The National Hospice and Palliative Care Organization of the United States supports National Healthcare Decisions Day. According to the organisation: “Advance care planning involves making future healthcare decisions that include much more than deciding what care you would or would not want; it starts with expressing preferences, clarifying values, identifying health care preferences and selecting an agent to express healthcare decisions if you are unable to speak for yourself.”
In many countries, there is resistance or a lack of knowledge or awareness in relation to the idea of Advance Care Planning. This may be a result of living in a ‘death-denying society’, or due to avoidance of telling the truth about illness in an attempt to protect family members.

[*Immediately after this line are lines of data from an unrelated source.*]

// Page objects of the shop
//
// Each page object binds its locators once at construction; parameterized
// lookups (cart row, category panel, brand link) are built per call.

pub mod base;
pub mod cart;
pub mod checkout;
pub mod contact_us;
pub mod home;
pub mod login;
pub mod payment;
pub mod product_detail;
pub mod products;
pub mod test_cases;

pub use base::BasePage;
pub use cart::CartPage;
pub use checkout::CheckoutPage;
pub use contact_us::ContactUsPage;
pub use home::HomePage;
pub use login::LoginPage;
pub use payment::PaymentPage;
pub use product_detail::ProductDetailPage;
pub use products::ProductsPage;
pub use test_cases::TestCasesPage;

Stephen Connor, Worldwide Hospice Palliative Care Alliance senior fellow, has noted that avoidance of the truth to protect family members is more of a psychological than a cultural issue, and points out that every country has had or will have to go through some sort of change in this attitude over time.
Japan, for instance, used to be thought of as one of the least truth telling societies, but there are now many active efforts for the public to deal with truth telling, death acceptance and Advance Care Planning as part of caring for an elderly population.

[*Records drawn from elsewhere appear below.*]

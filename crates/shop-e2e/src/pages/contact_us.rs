// ContactUsPage - "Get In Touch" form on `/contact_us`
//
// The submit control sits under an overlay on the live shop, so it is
// clicked with `force` once attached instead of waiting for actionability.

use super::base::BasePage;
use crate::data::records::ContactMessage;
use crate::error::{Error, Result, ensure_eq};
use crate::wait::{ElementState, TextMatch};
use playwright_rs::{Locator, Page};
use std::path::Path;
use std::time::Duration;

const FORM_TIMEOUT: Duration = Duration::from_secs(5);
const SUBMIT_TIMEOUT: Duration = Duration::from_secs(10);

pub struct ContactUsPage {
    base: BasePage,
    get_in_touch_title: Locator,
    name_input: Locator,
    email_input: Locator,
    subject_input: Locator,
    message_input: Locator,
    upload_input: Locator,
    submit_button: Locator,
    success_message: Locator,
    home_link: Locator,
}

impl ContactUsPage {
    pub async fn new(page: Page, base_url: &str) -> Self {
        Self::from_base(BasePage::new(page, base_url)).await
    }

    pub async fn from_base(base: BasePage) -> Self {
        Self {
            get_in_touch_title: base.locator("div.contact-form h2.title").await,
            name_input: base.locator(r#"[data-qa="name"]"#).await,
            email_input: base.locator(r#"[data-qa="email"]"#).await,
            subject_input: base.locator(r#"[data-qa="subject"]"#).await,
            message_input: base.locator(r#"[data-qa="message"]"#).await,
            upload_input: base.locator(r#"input[name="upload_file"]"#).await,
            submit_button: base.locator(r#"input[data-qa="submit-button"]"#).await,
            success_message: base.locator("div.status.alert.alert-success").await,
            home_link: base.locator("a.btn-success").await,
            base,
        }
    }

    pub fn base(&self) -> &BasePage {
        &self.base
    }

    pub async fn verify_get_in_touch_text(&self, expected: &str) -> Result<()> {
        tracing::info!("Verify '{}' text is visible", expected);
        self.base
            .wait_for(&self.get_in_touch_title, ElementState::Visible, FORM_TIMEOUT)
            .await?;
        let actual = self.base.read_text_content(&self.get_in_touch_title).await?;
        ensure_eq("Contact form title", expected, actual.as_str())
    }

    pub async fn fill_contact_us_form(&self, message: &ContactMessage) -> Result<()> {
        tracing::info!("Fill Contact Us form");
        let fields = [
            (&self.name_input, message.name.as_str()),
            (&self.email_input, message.email.as_str()),
            (&self.subject_input, message.subject.as_str()),
            (&self.message_input, message.message.as_str()),
        ];
        for (locator, value) in fields {
            self.base.fill_within(locator, value, FORM_TIMEOUT).await?;
        }
        Ok(())
    }

    /// Attaches `path` to the form's file input.
    pub async fn upload_file(&self, path: impl AsRef<Path>) -> Result<()> {
        let path = path.as_ref().to_path_buf();
        tracing::info!("Upload file {}", path.display());
        self.base
            .wait_for(&self.upload_input, ElementState::Attached, FORM_TIMEOUT)
            .await?;
        self.upload_input.set_input_files(&path, None).await?;
        Ok(())
    }

    pub async fn click_submit_button(&self) -> Result<()> {
        tracing::info!("Click Submit button");
        self.base
            .force_click(&self.submit_button, SUBMIT_TIMEOUT)
            .await
    }

    /// After submission the form is rendered again with every field empty.
    pub async fn verify_form_after_submit(&self) -> Result<()> {
        tracing::info!("Verify form after submit");
        self.base
            .wait_for(&self.name_input, ElementState::Visible, SUBMIT_TIMEOUT)
            .await?;

        let fields = [
            (&self.name_input, "Name field"),
            (&self.email_input, "Email field"),
            (&self.subject_input, "Subject field"),
            (&self.message_input, "Message field"),
        ];
        for (locator, what) in fields {
            let value = locator.input_value(None).await?;
            if !value.is_empty() {
                return Err(Error::assertion(what, "", value));
            }
        }
        Ok(())
    }

    pub async fn verify_success_message(&self, expected: &str) -> Result<()> {
        tracing::info!("Verify contact form success message");
        self.base
            .expect_text_within(
                &self.success_message,
                TextMatch::Contains,
                expected,
                SUBMIT_TIMEOUT,
            )
            .await
    }

    pub async fn click_home_button(&self) -> Result<()> {
        tracing::info!("Click Home button");
        self.base.click(&self.home_link).await
    }
}
// Expected texts and static catalogue data of the shop
//
// Headings read through `textContent` keep their DOM casing; headings read
// through `innerText` come back upper-cased by the site's CSS, which is why
// some constants below are in capitals.

use super::records::{CartLine, Credentials};

pub const HOME_TITLE: &str = "Automation Exercise";
pub const HEADER_CAROUSEL_TEXT: &str = "Full-Fledged practice website for Automation Engineers";
pub const SUBSCRIPTION_TITLE: &str = "Subscription";
pub const SUBSCRIPTION_SUCCESS: &str = "You have been successfully subscribed!";
pub const RECOMMENDED_ITEMS_TITLE: &str = "RECOMMENDED ITEMS";

pub const LOGIN_TITLE_TEXT: &str = "Login to your account";
pub const SIGN_UP_TITLE_TEXT: &str = "New User Signup!";
pub const EXPECTED_LOGIN_ERROR: &str = "Your email or password is incorrect!";
pub const ALREADY_EXIST_ERROR: &str = "Email Address already exist!";
pub const ACCOUNT_INFORMATION_TITLE: &str = "ENTER ACCOUNT INFORMATION";
pub const ACCOUNT_CREATED_TITLE: &str = "ACCOUNT CREATED!";
pub const ACCOUNT_DELETED_TITLE: &str = "ACCOUNT DELETED!";

/// Account that exists on the public shop.
pub const TEST_USER: Credentials = Credentials {
    email: "olhatest@gmail.com",
    password: "fg45E23@bn",
    username: "Olha",
};

/// Signup name/email already registered on the shop.
pub const EXISTING_SIGNUP_NAME: &str = "test";
pub const EXISTING_SIGNUP_EMAIL: &str = "test@gmail.com";

pub const ALL_PRODUCTS_TITLE: &str = "All Products";
pub const QUANTITY_VALUE: u32 = 4;
pub const REVIEW_TITLE: &str = "Write Your Review";
pub const REVIEW_SUCCESS_MESSAGE: &str = "Thank you for your review.";

/// The first two products of the catalogue, each added once.
pub const PRODUCTS_IN_CART: [CartLine; 2] = [
    CartLine {
        row_id: "product-1",
        price: "Rs. 500",
        quantity: "1",
        total: "Rs. 500",
    },
    CartLine {
        row_id: "product-2",
        price: "Rs. 400",
        quantity: "1",
        total: "Rs. 400",
    },
];

pub const CATEGORY_HEADER: &str = "Category";

/// Sidebar categories with their subcategories, in display order.
pub const CATEGORIES: [(&str, &[&str]); 3] = [
    ("Women", &["Dress", "Tops", "Saree"]),
    ("Men", &["Tshirts", "Jeans"]),
    ("Kids", &["Dress", "Tops & Shirts"]),
];

pub const WOMEN_DRESS_SUBCATEGORY: &str = "Women - Dress Products";
pub const KIDS_TOP_SUBCATEGORY: &str = "Kids - Tops & Shirts Products";

pub const BRANDS: [&str; 8] = [
    "Polo",
    "H&M",
    "Madame",
    "Mast & Harbour",
    "Babyhug",
    "Allen Solly Junior",
    "Kookie Kids",
    "Biba",
];

pub const POLO_BRAND_TITLE: &str = "Brand - Polo Products";
pub const HM_BRAND_TITLE: &str = "Brand - H&M Products";

pub const ORDER_PLACED_TITLE: &str = "ORDER PLACED!";

pub const GET_IN_TOUCH_TITLE: &str = "Get In Touch";
pub const CONTACT_SUCCESS_MESSAGE: &str =
    "Success! Your details have been submitted successfully.";

pub const TEST_CASES_HEADING: &str = "Test Cases";
pub const TEST_CASES_TITLE: &str = "Automation Practice Website for UI Testing - Test Cases";

/// Category names in sidebar order.
pub fn category_names() -> Vec<&'static str> {
    CATEGORIES.iter().map(|(name, _)| *name).collect()
}

/// Subcategories listed under `category`, if it exists.
pub fn subcategories(category: &str) -> Option<&'static [&'static str]> {
    CATEGORIES
        .iter()
        .find(|(name, _)| *name == category)
        .map(|(_, subs)| *subs)
}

In Spain, the previously unfamiliar concept of Advance Care Planning is being introduced through a systematic project. This is being implemented in the Catalonia region by the Catalan Department of Health and the WHO Collaborating Centre for Palliative Care at the Catalan Institute of Oncology, along with the Chair of Palliative Care at the University of Vic (Barcelona).

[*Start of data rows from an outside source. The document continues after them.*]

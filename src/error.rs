//! Error types for the pvstretch crate.

use std::fmt;

use thiserror::Error;

/// The parameter a [`StretchError`] refers to.
#[derive(Debug, Clone, Copy, PartialEq, Eq)]
pub enum Parameter {
    /// Frame (window / FFT) size `N`.
    FrameSize,
    /// Analysis hop size.
    HopSize,
    /// Synthesis hop size derived from the stretch ratio.
    SynthesisHop,
    /// Stretch ratio.
    StretchRatio,
    /// Sampling rate in Hz.
    SampleRate,
    /// Channel count of interleaved input.
    Channels,
    /// Number of benchmark runs.
    Runs,
}

impl fmt::Display for Parameter {
    fn fmt(&self, f: &mut fmt::Formatter<'_>) -> fmt::Result {
        let name = match self {
            Parameter::FrameSize => "frame size",
            Parameter::HopSize => "hop size",
            Parameter::SynthesisHop => "synthesis hop",
            Parameter::StretchRatio => "stretch ratio",
            Parameter::SampleRate => "sample rate",
            Parameter::Channels => "channel count",
            Parameter::Runs => "run count",
        };
        f.write_str(name)
    }
}

/// Errors that can occur during time stretching.
///
/// Parameter errors are raised before any transform work starts; there is
/// never a partially stretched result.
#[derive(Debug, Error)]
pub enum StretchError {
    /// A parameter is zero, negative, or not finite.
    #[error("invalid {parameter}: {value} (must be positive)")]
    InvalidParameter { parameter: Parameter, value: f64 },
    /// The parameters are individually valid but their combination collapses
    /// the hop remapping.
    #[error("degenerate {parameter}: {reason}")]
    DegenerateParameter {
        parameter: Parameter,
        reason: String,
    },
    /// A size exceeds the limit imposed by another parameter or the input.
    #[error("{parameter} out of range: {value} exceeds {limit}")]
    OutOfRange {
        parameter: Parameter,
        value: usize,
        limit: usize,
    },
    /// Input contains NaN or infinite samples.
    #[error("input contains non-finite samples")]
    NonFiniteInput,
    /// Input audio is laid out in a way the pipeline cannot take.
    #[error("invalid format: {0}")]
    InvalidFormat(String),
    /// WAV encoding or decoding failed.
    #[error("WAV error: {0}")]
    Wav(#[from] hound::Error),
    /// I/O error.
    #[error("I/O error: {0}")]
    Io(#[from] std::io::Error),
}

impl StretchError {
    /// Returns the offending parameter for parameter errors.
    pub fn parameter(&self) -> Option<Parameter> {
        match self {
            StretchError::InvalidParameter { parameter, .. }
            | StretchError::DegenerateParameter { parameter, .. }
            | StretchError::OutOfRange { parameter, .. } => Some(*parameter),
            _ => None,
        }
    }

    pub(crate) fn invalid(parameter: Parameter, value: f64) -> Self {
        StretchError::InvalidParameter { parameter, value }
    }
}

The project forms part of the Program for the Comprehensive and Integrated Care for Persons with Advanced Chronic Conditions, and aims to identify and provide timely care to patients with advanced chronic conditions in the community. It consists of a model designed by experts in the field, the elaboration of training material, and the implementation in all settings of care, focused in primary care and nursing homes.
Even in countries where awareness days dedicated to Advance Care Planning attempt to address the denial surrounding death, change is coming slowly. However, a number of organisations and social movements are driving this much-needed shift, such as The Conversation Project in the United States and Dying Matters in the UK.
The global Death Café movement aims to open the door to these more serious discussions by providing a friendly and informal space in which to discuss and thus demystify death and dying. The Project: ‘Global Interventions at the End of Life – social, comparative and historical analysis to promote global improvement’ at the University of Glasgow recently hosted a Death Café.
David Clark, principal investigator of the project, expressed his interest in investigating the ways in which the concept of Advance Care Planning manifested in different places around the world. He said: “We are certainly interested in looking at Advance Care Planning – in its various guises around the world – in our ‘Global Interventions’ project.”
In Canada, Louise Hanvey, project director for the Advance Care Planning in Canada Initiative said: “Advance Care Planning is just another positive choice, like wearing your seatbelt or safety gear when you take part in a physical activity. When you make an advance care plan, you’re making a healthy lifestyle choice for yourself – and for those around you.
“Your health status can change at any moment,” she said. “It’s important to make your sure your voice can still be heard.”